Pull each line holding the word "directives" from the data.

▸ Information given
****

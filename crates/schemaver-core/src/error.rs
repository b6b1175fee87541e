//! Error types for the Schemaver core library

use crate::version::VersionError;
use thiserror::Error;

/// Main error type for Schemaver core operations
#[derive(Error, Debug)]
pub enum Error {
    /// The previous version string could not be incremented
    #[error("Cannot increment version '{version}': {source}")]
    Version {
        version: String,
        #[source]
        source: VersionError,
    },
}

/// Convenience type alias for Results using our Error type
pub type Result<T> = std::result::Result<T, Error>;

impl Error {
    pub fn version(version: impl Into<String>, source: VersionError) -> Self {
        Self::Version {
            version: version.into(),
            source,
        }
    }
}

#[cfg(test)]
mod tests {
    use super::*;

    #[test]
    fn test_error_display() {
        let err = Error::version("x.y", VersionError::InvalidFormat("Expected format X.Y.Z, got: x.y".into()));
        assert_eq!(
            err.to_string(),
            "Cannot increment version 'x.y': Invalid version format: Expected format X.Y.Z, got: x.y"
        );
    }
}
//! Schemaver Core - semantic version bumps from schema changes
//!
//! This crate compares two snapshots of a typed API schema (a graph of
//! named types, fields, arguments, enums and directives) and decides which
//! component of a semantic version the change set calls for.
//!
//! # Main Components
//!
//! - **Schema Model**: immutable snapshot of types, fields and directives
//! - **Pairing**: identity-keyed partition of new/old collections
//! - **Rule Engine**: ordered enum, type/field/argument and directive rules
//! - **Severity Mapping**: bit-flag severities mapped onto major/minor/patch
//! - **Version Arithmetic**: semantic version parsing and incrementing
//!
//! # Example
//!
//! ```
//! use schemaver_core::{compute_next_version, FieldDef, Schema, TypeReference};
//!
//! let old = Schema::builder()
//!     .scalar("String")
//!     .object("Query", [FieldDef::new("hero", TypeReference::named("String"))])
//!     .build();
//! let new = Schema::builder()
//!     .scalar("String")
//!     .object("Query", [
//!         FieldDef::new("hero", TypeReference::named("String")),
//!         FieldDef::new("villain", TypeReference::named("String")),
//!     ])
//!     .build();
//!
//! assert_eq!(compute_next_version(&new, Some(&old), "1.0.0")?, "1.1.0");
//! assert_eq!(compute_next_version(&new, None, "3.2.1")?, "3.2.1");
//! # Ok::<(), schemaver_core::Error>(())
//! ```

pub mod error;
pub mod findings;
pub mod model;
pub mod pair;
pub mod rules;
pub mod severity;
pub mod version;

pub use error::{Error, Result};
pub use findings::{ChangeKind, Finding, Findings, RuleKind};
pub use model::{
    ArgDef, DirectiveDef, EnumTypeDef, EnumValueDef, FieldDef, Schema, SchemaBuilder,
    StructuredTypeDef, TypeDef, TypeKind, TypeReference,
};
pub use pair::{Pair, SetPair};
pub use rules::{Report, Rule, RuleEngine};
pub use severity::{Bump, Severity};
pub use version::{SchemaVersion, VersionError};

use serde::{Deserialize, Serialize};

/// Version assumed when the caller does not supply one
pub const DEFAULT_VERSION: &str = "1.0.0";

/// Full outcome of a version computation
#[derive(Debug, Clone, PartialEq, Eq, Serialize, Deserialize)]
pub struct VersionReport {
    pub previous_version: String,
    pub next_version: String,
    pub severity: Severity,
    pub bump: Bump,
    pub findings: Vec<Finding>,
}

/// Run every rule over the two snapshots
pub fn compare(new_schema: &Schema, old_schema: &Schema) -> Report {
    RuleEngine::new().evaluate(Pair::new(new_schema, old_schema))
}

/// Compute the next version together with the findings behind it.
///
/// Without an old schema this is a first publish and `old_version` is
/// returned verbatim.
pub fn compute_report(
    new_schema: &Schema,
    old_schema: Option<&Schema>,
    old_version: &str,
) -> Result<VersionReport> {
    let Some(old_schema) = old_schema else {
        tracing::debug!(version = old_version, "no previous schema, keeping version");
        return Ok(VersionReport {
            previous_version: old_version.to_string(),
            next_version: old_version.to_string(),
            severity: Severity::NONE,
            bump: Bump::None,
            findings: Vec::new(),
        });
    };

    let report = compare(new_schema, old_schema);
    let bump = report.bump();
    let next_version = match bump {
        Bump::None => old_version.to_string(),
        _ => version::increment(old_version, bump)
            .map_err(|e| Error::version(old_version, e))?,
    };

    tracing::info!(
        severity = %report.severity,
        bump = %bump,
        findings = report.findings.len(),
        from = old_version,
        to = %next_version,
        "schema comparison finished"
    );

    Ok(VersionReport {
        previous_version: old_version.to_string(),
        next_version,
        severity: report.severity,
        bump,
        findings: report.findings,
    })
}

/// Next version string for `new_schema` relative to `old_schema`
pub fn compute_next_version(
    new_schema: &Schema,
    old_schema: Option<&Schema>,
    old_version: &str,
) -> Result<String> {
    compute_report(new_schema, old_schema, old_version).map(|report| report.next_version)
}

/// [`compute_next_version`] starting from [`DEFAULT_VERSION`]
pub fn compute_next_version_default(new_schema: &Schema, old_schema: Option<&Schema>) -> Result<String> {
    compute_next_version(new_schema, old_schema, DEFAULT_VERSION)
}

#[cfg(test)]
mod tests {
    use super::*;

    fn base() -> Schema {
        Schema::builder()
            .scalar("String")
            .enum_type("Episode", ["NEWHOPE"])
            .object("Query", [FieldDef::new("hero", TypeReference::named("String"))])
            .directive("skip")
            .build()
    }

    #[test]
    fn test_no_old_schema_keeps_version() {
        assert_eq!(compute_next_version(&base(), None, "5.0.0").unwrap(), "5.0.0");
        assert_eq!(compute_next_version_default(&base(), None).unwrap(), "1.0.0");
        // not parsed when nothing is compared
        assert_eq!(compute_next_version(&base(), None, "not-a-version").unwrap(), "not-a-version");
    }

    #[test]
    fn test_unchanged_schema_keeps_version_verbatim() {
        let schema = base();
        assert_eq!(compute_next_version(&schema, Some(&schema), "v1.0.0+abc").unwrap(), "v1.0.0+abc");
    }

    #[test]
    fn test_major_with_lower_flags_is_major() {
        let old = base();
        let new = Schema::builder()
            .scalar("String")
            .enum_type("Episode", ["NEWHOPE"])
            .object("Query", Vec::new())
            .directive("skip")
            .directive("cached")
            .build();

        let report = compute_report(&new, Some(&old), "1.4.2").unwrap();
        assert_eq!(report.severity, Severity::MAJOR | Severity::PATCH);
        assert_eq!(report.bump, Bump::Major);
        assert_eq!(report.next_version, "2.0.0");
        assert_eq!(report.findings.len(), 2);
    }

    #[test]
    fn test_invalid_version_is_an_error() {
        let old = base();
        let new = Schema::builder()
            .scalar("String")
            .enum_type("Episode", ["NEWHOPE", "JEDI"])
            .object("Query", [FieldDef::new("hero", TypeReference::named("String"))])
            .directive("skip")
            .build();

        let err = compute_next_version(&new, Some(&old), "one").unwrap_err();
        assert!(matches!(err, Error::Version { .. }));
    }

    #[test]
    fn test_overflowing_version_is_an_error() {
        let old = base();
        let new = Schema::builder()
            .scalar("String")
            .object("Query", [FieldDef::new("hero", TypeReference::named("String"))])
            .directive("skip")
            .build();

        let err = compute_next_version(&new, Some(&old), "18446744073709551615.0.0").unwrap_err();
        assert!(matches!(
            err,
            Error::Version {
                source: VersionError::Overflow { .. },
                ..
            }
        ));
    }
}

****

▸ Task response
//! named types, fields, arguments, enums and directives) and decides which
//! - **Schema Model**: immutable snapshot of types, fields and directives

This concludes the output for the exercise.